* Exercise objective *
Look through the entries below, please, and copy every line with the word "each".

* Data for review *
=== Begin Enclosure ===
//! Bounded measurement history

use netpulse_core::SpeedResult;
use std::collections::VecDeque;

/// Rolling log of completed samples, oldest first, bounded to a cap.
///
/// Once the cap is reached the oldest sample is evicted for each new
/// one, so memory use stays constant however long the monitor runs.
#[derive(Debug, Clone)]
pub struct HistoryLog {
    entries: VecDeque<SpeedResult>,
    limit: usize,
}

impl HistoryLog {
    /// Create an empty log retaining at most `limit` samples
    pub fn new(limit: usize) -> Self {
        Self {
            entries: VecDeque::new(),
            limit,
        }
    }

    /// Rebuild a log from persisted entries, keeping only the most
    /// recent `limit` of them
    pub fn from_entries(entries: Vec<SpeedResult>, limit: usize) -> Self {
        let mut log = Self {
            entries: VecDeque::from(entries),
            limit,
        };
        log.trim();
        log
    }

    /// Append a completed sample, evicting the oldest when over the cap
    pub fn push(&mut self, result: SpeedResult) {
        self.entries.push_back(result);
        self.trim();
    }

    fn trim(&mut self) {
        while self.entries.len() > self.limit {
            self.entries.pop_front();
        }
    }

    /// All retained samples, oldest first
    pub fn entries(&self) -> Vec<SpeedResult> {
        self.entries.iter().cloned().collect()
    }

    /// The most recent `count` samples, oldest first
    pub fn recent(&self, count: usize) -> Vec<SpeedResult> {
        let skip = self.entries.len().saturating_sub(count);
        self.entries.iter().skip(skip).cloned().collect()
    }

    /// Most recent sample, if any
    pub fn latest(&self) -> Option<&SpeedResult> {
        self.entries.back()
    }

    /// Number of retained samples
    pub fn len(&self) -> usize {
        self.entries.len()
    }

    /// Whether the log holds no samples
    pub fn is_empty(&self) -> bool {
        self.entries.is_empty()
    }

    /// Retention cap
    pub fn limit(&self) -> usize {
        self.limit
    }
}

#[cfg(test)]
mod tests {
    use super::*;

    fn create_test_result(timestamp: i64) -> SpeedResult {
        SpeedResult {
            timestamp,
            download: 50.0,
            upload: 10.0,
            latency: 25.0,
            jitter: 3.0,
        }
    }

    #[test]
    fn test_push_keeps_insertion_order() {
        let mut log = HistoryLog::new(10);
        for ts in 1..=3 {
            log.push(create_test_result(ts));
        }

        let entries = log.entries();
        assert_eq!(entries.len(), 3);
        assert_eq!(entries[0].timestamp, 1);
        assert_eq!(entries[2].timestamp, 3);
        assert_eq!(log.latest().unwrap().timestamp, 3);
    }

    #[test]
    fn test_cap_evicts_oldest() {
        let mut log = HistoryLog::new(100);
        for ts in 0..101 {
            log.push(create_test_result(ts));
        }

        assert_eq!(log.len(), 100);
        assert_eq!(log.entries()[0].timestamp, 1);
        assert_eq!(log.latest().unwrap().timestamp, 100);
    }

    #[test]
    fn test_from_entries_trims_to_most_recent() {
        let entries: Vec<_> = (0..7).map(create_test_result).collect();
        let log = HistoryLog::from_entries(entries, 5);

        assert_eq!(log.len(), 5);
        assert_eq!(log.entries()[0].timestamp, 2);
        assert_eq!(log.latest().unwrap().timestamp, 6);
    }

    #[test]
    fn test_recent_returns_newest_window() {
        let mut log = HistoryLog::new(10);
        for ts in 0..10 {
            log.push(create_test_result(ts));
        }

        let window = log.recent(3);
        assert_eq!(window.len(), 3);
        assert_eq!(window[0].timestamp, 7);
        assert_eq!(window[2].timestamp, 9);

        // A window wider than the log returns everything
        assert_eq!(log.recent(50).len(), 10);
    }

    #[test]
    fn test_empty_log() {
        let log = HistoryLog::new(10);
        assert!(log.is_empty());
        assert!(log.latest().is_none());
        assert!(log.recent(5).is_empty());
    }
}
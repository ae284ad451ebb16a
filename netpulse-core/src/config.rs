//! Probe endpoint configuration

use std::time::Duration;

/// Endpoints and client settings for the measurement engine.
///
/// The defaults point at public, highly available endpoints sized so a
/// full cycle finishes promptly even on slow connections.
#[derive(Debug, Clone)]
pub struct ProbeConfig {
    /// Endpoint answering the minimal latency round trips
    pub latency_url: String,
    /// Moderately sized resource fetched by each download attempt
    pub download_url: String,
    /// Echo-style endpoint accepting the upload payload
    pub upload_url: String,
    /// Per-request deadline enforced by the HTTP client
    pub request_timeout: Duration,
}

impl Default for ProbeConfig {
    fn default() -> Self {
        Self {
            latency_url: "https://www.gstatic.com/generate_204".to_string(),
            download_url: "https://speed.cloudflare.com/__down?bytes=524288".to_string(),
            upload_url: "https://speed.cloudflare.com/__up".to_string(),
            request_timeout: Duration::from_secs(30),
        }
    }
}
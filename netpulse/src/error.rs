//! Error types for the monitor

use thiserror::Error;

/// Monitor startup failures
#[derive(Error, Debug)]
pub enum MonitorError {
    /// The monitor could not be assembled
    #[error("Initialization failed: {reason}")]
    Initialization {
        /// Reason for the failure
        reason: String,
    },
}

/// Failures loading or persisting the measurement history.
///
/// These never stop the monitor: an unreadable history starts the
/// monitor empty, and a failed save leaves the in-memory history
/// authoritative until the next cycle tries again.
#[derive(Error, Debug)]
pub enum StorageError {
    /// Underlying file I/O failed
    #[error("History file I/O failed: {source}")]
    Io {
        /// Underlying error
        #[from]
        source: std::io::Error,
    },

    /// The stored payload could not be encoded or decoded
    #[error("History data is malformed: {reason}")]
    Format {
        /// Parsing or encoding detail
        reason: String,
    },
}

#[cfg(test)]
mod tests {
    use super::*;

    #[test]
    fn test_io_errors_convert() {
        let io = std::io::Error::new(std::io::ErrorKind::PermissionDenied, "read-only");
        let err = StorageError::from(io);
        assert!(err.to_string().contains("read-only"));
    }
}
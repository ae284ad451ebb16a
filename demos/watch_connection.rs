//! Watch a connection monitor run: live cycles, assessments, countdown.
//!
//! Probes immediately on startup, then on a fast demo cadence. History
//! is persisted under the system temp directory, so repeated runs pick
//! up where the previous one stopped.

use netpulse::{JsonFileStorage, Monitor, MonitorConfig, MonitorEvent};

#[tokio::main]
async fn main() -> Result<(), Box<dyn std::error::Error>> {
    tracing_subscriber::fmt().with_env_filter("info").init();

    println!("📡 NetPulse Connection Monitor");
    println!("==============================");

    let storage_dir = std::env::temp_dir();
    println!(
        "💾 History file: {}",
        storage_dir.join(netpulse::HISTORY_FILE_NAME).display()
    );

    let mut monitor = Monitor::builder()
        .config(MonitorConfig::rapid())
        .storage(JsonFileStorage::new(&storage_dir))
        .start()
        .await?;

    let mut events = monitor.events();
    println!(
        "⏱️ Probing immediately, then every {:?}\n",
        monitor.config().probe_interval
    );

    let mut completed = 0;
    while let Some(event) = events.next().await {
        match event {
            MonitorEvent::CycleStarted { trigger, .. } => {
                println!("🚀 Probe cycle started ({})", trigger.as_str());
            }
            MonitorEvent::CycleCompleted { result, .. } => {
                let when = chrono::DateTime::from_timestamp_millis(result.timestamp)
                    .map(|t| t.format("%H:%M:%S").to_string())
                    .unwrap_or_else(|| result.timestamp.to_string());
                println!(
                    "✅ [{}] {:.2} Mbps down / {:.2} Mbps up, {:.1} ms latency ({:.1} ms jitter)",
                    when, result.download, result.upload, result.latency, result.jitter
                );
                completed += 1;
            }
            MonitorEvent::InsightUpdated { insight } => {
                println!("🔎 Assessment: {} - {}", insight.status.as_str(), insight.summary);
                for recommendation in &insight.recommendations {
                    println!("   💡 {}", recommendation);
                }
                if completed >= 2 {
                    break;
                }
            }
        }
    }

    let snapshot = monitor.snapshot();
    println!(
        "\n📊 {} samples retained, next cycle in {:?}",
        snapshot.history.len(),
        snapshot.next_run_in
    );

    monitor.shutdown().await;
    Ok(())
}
=== End Enclosure ===
* Written solution *
/// Once the cap is reached the oldest sample is evicted for each new
    /// Moderately sized resource fetched by each download attempt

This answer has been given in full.